*** Opening Extracted records ***

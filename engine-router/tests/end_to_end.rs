//! Full stack: router, coordinator, local host, context server and loader.

use std::sync::Arc;
use std::sync::atomic::{AtomicUsize, Ordering};
use std::time::Duration;

use async_trait::async_trait;
use bytes::Bytes;
use pretty_assertions::assert_eq;
use simhost_engine_protocol::ErrorKind;
use simhost_engine_router::{
    BatchItem, ContextState, EngineConfig, EngineError, EngineFactory, EngineRuntime,
    ModelBlobCache, ModelLoader, RouterError, SimilarityEngine, SimilarityQuery,
    SimilarityResult, global,
};
use simhost_model_cache::{LoadError, ModelFetcher};
use tempfile::TempDir;
use tokio::sync::Notify;
use tokio_test::{assert_err, assert_ok};

const MODEL_URL: &str = "https://models.example/encoder.onnx";

struct CountingFetcher {
    fetches: AtomicUsize,
    delay: Duration,
}

#[async_trait]
impl ModelFetcher for CountingFetcher {
    async fn fetch(&self, _url: &str) -> Result<Bytes, LoadError> {
        self.fetches.fetch_add(1, Ordering::SeqCst);
        tokio::time::sleep(self.delay).await;
        Ok(Bytes::from_static(b"encoder-weights"))
    }
}

#[derive(Default)]
struct Probe {
    inits: AtomicUsize,
    hanging: Notify,
}

/// Engine driven by the query text:
/// `fail` errors, `hang` never answers, `sleep:N` answers after N ms with
/// score N, anything else scores each candidate by length.
struct ScriptedEngine {
    probe: Arc<Probe>,
}

#[async_trait]
impl SimilarityEngine for ScriptedEngine {
    async fn initialize(&self, model: Bytes) -> Result<(), EngineError> {
        if model.is_empty() {
            return Err(EngineError::new("empty model"));
        }
        self.probe.inits.fetch_add(1, Ordering::SeqCst);
        Ok(())
    }

    async fn compute(&self, query: &SimilarityQuery) -> Result<SimilarityResult, EngineError> {
        if query.text == "fail" {
            return Err(EngineError::new("cannot score this query"));
        }
        if query.text == "hang" {
            self.probe.hanging.notify_one();
            std::future::pending::<()>().await;
        }
        if let Some(ms) = query.text.strip_prefix("sleep:") {
            let ms: u64 = ms.parse().map_err(|_| EngineError::new("bad delay"))?;
            tokio::time::sleep(Duration::from_millis(ms)).await;
            return Ok(SimilarityResult {
                scores: vec![ms as f32],
            });
        }
        Ok(SimilarityResult {
            scores: query.candidates.iter().map(|c| c.len() as f32).collect(),
        })
    }
}

struct Harness {
    runtime: EngineRuntime,
    fetcher: Arc<CountingFetcher>,
    probe: Arc<Probe>,
}

fn harness() -> Harness {
    harness_with(Duration::from_millis(10), Duration::from_secs(5))
}

fn harness_with(delay: Duration, response_timeout: Duration) -> Harness {
    let fetcher = Arc::new(CountingFetcher {
        fetches: AtomicUsize::new(0),
        delay,
    });
    let probe = Arc::new(Probe::default());
    let loader = ModelLoader::new(ModelBlobCache::in_memory(), fetcher.clone());
    let factory: EngineFactory = {
        let probe = probe.clone();
        Arc::new(move || {
            Arc::new(ScriptedEngine {
                probe: probe.clone(),
            }) as Arc<dyn SimilarityEngine>
        })
    };
    let config = EngineConfig::default()
        .with_response_timeout(response_timeout)
        .with_model_url(MODEL_URL);

    Harness {
        runtime: EngineRuntime::with_loader(config, loader, factory),
        fetcher,
        probe,
    }
}

fn query(text: &str) -> SimilarityQuery {
    SimilarityQuery::new(text, ["a", "abc"])
}

#[tokio::test]
async fn test_concurrent_initialize_creates_one_context() {
    let h = harness();
    let router = h.runtime.router();

    let calls = (0..8).map(|_| {
        let router = router.clone();
        tokio::spawn(async move { router.initialize(MODEL_URL).await })
    });
    let results = futures::future::join_all(calls).await;

    for result in results {
        assert_eq!(result.unwrap().unwrap().model_key, MODEL_URL);
    }
    assert_eq!(router.coordinator().creation_count(), 1);
    assert_eq!(h.fetcher.fetches.load(Ordering::SeqCst), 1);
    assert_eq!(h.probe.inits.load(Ordering::SeqCst), 1);
}

#[tokio::test]
async fn test_batch_preserves_order() {
    let h = harness();
    let router = h.runtime.router();
    assert_ok!(h.runtime.initialize_default().await);

    let items = router
        .compute_batch(vec![
            query("sleep:60"),
            query("sleep:40"),
            query("sleep:20"),
            query("sleep:0"),
        ])
        .await
        .unwrap();

    let scores: Vec<f32> = items
        .into_iter()
        .map(|item| item.into_result().unwrap().scores[0])
        .collect();
    assert_eq!(scores, vec![60.0, 40.0, 20.0, 0.0]);
}

#[tokio::test]
async fn test_batch_failure_is_per_item() {
    let h = harness();
    let router = h.runtime.router();
    assert_ok!(h.runtime.initialize_default().await);

    let items = router
        .compute_batch(vec![query("ok"), query("fail"), query("ok")])
        .await
        .unwrap();

    assert_eq!(items.len(), 3);
    assert_eq!(
        items[0],
        BatchItem::Ok {
            result: SimilarityResult {
                scores: vec![1.0, 3.0]
            }
        }
    );
    match &items[1] {
        BatchItem::Failed { error } => assert_eq!(error.kind, ErrorKind::EngineFailure),
        other => panic!("expected failure, got {other:?}"),
    }
    assert!(items[2].is_ok());
}

#[tokio::test]
async fn test_context_lost_mid_batch() {
    let h = harness();
    let router = h.runtime.router();
    assert_ok!(h.runtime.initialize_default().await);

    let batch = tokio::spawn({
        let router = router.clone();
        async move { router.compute_batch(vec![query("ok"), query("hang")]).await }
    });
    h.probe.hanging.notified().await;
    assert!(h.runtime.host().abort().await);

    let err = assert_err!(batch.await.unwrap());
    assert!(matches!(err, RouterError::ContextLost(_)));
    assert!(err.is_retryable());
    assert_eq!(router.pending_count().await, 0);

    // The next call recreates the context; the model now comes from cache.
    let init = assert_ok!(router.initialize(MODEL_URL).await);
    assert!(init.from_cache);
    assert_eq!(router.coordinator().creation_count(), 2);
    assert_eq!(h.fetcher.fetches.load(Ordering::SeqCst), 1);

    let result = router.compute_single(query("ok")).await.unwrap();
    assert_eq!(result.scores, vec![1.0, 3.0]);
}

#[tokio::test]
async fn test_compute_requires_initialize() {
    let h = harness();

    let err = assert_err!(h.runtime.router().compute_single(query("ok")).await);

    assert_eq!(err.kind(), ErrorKind::NotInitialized);
    assert!(!err.is_retryable());
}

#[tokio::test]
async fn test_status_without_side_effects() {
    let h = harness();
    let router = h.runtime.router();

    let before = router.status().await.unwrap();
    assert_eq!(before.context, ContextState::Uninitialized);
    assert_eq!(before.engine, None);
    assert_eq!(router.coordinator().creation_count(), 0);

    assert_ok!(h.runtime.initialize_default().await);
    assert_ok!(router.compute_single(query("ok")).await);

    let after = router.status().await.unwrap();
    assert_eq!(after.context, ContextState::Ready);
    let engine = after.engine.unwrap();
    assert!(engine.initialized);
    assert_eq!(engine.model_key.as_deref(), Some(MODEL_URL));
    assert_eq!(engine.requests_served, 1);
}

#[tokio::test]
async fn test_unavailable_host_sends_nothing() {
    let h = harness();
    h.runtime.host().set_available(false);

    let err = h.runtime.router().initialize(MODEL_URL).await.unwrap_err();

    assert_eq!(err.kind(), ErrorKind::ContextUnavailable);
    assert_eq!(h.fetcher.fetches.load(Ordering::SeqCst), 0);

    h.runtime.host().set_available(true);
    assert!(h.runtime.router().initialize(MODEL_URL).await.is_ok());
}

#[tokio::test]
async fn test_close_then_reuse_recreates_context() {
    let h = harness();
    let router = h.runtime.router();
    assert_ok!(h.runtime.initialize_default().await);

    router.coordinator().close().await;
    assert_eq!(router.coordinator().state(), ContextState::Closed);

    // A fresh context starts with a fresh engine.
    let err = router.compute_single(query("ok")).await.unwrap_err();
    assert_eq!(err.kind(), ErrorKind::NotInitialized);
    assert_eq!(router.coordinator().creation_count(), 2);
}

#[tokio::test]
async fn test_default_model_must_be_configured() {
    let temp_dir = TempDir::new().unwrap();
    let factory: EngineFactory = Arc::new(|| {
        Arc::new(ScriptedEngine {
            probe: Arc::new(Probe::default()),
        }) as Arc<dyn SimilarityEngine>
    });
    let runtime = EngineRuntime::start(
        EngineConfig::default().with_cache_root(temp_dir.path()),
        factory,
    );

    let err = runtime.initialize_default().await.unwrap_err();

    assert_eq!(err, RouterError::NoDefaultModel);
    assert_eq!(runtime.router().coordinator().creation_count(), 0);
    runtime.shutdown().await;
}

#[tokio::test]
async fn test_global_router_reset() {
    let h = harness();
    let router = h.runtime.router();
    router.initialize(MODEL_URL).await.unwrap();

    assert!(global::install(router.clone()).is_none());
    let shared = global::get().unwrap();
    assert!(Arc::ptr_eq(&shared, &router));

    global::reset().await;

    assert!(global::get().is_none());
    assert_eq!(router.coordinator().state(), ContextState::Closed);
}

#[tokio::test]
async fn test_status_answers_during_model_load() {
    // The download outlasts the plain response timeout.
    let h = harness_with(Duration::from_millis(800), Duration::from_millis(300));
    let router = h.runtime.router();

    let init = tokio::spawn({
        let router = router.clone();
        async move { router.initialize(MODEL_URL).await }
    });
    tokio::time::sleep(Duration::from_millis(50)).await;

    let report = assert_ok!(router.status().await);
    assert_eq!(report.context, ContextState::Ready);
    assert!(!report.engine.unwrap().initialized);

    let err = assert_err!(router.compute_single(query("ok")).await);
    assert_eq!(err.kind(), ErrorKind::NotInitialized);

    let init = assert_ok!(init.await.unwrap());
    assert!(!init.from_cache);
}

*** Closing Extracted records ***

**The task:** Find "AtomicUsize" in the data above. Report each line where it appears.

**Your solution:**
use std::sync::atomic::{AtomicUsize, Ordering};
    fetches: AtomicUsize,
    inits: AtomicUsize,
        fetches: AtomicUsize::new(0),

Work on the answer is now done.